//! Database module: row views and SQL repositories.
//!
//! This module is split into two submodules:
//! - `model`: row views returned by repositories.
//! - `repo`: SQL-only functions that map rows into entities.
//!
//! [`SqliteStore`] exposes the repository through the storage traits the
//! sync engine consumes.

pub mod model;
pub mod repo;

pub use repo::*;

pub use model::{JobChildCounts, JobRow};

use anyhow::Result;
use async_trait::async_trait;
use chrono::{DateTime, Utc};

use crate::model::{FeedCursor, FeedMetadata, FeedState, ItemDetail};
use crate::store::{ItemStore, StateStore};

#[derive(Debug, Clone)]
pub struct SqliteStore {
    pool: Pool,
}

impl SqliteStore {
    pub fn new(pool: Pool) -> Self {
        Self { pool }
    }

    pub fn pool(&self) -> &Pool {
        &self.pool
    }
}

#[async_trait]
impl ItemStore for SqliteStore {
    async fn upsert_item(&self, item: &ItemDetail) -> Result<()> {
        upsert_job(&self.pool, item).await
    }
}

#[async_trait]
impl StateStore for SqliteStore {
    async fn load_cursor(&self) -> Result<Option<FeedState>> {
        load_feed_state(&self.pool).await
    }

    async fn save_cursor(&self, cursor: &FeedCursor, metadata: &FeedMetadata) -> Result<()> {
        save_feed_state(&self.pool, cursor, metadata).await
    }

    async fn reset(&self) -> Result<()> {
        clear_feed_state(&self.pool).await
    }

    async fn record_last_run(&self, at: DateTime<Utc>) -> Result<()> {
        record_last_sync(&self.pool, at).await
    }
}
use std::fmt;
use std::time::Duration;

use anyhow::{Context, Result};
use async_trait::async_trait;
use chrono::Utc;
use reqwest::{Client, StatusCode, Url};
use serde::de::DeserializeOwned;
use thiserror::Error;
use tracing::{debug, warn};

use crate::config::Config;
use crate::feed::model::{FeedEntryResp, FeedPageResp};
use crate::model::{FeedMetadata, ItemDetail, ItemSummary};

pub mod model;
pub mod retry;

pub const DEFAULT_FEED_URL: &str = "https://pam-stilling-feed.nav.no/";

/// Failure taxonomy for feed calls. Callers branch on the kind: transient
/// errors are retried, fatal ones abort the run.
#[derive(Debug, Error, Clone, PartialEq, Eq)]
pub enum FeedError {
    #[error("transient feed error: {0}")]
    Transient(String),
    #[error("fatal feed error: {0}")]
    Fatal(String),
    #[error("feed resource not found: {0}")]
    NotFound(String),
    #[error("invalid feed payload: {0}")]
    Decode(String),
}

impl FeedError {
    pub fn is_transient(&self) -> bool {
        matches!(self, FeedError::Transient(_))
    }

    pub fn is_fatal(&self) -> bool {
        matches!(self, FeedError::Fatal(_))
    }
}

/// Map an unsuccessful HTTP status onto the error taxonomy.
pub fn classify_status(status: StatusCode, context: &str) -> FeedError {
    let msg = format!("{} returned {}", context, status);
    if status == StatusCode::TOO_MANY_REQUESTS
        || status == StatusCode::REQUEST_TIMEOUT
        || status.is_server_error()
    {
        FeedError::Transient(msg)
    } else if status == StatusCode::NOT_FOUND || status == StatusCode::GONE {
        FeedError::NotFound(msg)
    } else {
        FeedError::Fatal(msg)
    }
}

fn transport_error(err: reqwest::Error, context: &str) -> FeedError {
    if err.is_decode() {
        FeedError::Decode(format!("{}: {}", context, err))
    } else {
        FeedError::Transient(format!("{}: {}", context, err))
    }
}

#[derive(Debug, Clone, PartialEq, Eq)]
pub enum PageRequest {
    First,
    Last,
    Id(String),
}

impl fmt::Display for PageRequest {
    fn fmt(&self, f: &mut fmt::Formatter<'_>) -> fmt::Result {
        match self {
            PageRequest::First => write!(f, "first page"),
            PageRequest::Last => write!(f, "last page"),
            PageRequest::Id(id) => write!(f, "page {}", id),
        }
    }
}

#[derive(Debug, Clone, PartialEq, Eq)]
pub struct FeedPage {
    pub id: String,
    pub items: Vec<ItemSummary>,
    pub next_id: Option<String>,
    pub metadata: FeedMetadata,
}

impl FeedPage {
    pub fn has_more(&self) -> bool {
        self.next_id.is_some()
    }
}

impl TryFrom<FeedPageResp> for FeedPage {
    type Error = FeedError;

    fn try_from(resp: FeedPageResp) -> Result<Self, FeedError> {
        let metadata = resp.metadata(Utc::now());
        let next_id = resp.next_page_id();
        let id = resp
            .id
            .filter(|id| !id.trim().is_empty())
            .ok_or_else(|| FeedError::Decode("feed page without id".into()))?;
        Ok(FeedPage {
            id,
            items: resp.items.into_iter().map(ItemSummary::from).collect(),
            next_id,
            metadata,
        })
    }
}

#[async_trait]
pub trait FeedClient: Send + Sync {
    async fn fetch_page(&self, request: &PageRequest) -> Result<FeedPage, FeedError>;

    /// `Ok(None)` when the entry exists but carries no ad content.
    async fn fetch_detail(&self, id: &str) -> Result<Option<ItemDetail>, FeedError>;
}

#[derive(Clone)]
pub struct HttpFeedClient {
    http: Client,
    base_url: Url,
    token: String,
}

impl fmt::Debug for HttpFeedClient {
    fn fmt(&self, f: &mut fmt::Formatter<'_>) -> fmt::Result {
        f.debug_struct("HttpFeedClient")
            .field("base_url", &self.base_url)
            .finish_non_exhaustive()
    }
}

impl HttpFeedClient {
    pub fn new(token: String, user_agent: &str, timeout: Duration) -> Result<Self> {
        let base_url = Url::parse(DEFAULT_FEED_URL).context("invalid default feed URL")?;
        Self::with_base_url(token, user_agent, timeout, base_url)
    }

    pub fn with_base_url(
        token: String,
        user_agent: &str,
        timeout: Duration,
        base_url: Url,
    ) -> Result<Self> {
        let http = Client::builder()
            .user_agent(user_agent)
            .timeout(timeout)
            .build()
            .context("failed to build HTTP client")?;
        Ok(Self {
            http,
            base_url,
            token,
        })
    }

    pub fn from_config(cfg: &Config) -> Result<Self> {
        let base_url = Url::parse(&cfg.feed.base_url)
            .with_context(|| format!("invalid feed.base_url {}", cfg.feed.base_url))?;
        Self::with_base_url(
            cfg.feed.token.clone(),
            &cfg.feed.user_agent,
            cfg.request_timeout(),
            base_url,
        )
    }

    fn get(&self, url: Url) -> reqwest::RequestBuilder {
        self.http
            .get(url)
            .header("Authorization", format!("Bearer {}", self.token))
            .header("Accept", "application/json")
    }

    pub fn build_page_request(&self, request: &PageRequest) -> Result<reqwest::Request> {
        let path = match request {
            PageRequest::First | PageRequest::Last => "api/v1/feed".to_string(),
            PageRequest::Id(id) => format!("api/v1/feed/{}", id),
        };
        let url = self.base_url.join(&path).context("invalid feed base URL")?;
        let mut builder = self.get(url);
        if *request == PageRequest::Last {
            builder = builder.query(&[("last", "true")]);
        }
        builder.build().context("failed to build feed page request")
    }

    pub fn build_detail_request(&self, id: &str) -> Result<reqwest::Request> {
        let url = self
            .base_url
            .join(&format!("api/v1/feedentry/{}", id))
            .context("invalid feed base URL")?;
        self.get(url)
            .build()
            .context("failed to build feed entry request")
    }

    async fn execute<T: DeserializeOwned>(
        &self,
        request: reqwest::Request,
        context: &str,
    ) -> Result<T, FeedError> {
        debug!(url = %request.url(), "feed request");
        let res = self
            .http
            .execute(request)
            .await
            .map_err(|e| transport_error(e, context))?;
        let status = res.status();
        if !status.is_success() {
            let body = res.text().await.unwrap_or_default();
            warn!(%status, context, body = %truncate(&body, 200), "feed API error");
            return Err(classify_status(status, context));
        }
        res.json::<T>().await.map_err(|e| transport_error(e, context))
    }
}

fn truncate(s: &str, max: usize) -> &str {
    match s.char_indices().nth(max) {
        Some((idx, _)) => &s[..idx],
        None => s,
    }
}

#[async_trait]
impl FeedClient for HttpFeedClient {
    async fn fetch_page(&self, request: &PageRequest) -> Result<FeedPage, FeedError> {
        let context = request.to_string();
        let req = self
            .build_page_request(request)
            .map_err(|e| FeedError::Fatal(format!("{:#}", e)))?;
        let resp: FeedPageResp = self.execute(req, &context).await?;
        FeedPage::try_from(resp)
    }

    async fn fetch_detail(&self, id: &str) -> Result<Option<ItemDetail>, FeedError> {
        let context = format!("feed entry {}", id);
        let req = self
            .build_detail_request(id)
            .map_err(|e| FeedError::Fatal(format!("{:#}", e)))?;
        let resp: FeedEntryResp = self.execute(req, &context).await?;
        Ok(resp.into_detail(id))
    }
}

────

Your goal
Quote in full each line from the top of the records above through the line with "impl StateStore for"; stop after that line.

Answer to this task
//! Database module: row views and SQL repositories.
//!
//! This module is split into two submodules:
//! - `model`: row views returned by repositories.
//! - `repo`: SQL-only functions that map rows into entities.
//!
//! [`SqliteStore`] exposes the repository through the storage traits the
//! sync engine consumes.

pub mod model;
pub mod repo;

pub use repo::*;

pub use model::{JobChildCounts, JobRow};

use anyhow::Result;
use async_trait::async_trait;
use chrono::{DateTime, Utc};

use crate::model::{FeedCursor, FeedMetadata, FeedState, ItemDetail};
use crate::store::{ItemStore, StateStore};

#[derive(Debug, Clone)]
pub struct SqliteStore {
    pool: Pool,
}

impl SqliteStore {
    pub fn new(pool: Pool) -> Self {
        Self { pool }
    }

    pub fn pool(&self) -> &Pool {
        &self.pool
    }
}

#[async_trait]
impl ItemStore for SqliteStore {
    async fn upsert_item(&self, item: &ItemDetail) -> Result<()> {
        upsert_job(&self.pool, item).await
    }
}

#[async_trait]
impl StateStore for SqliteStore {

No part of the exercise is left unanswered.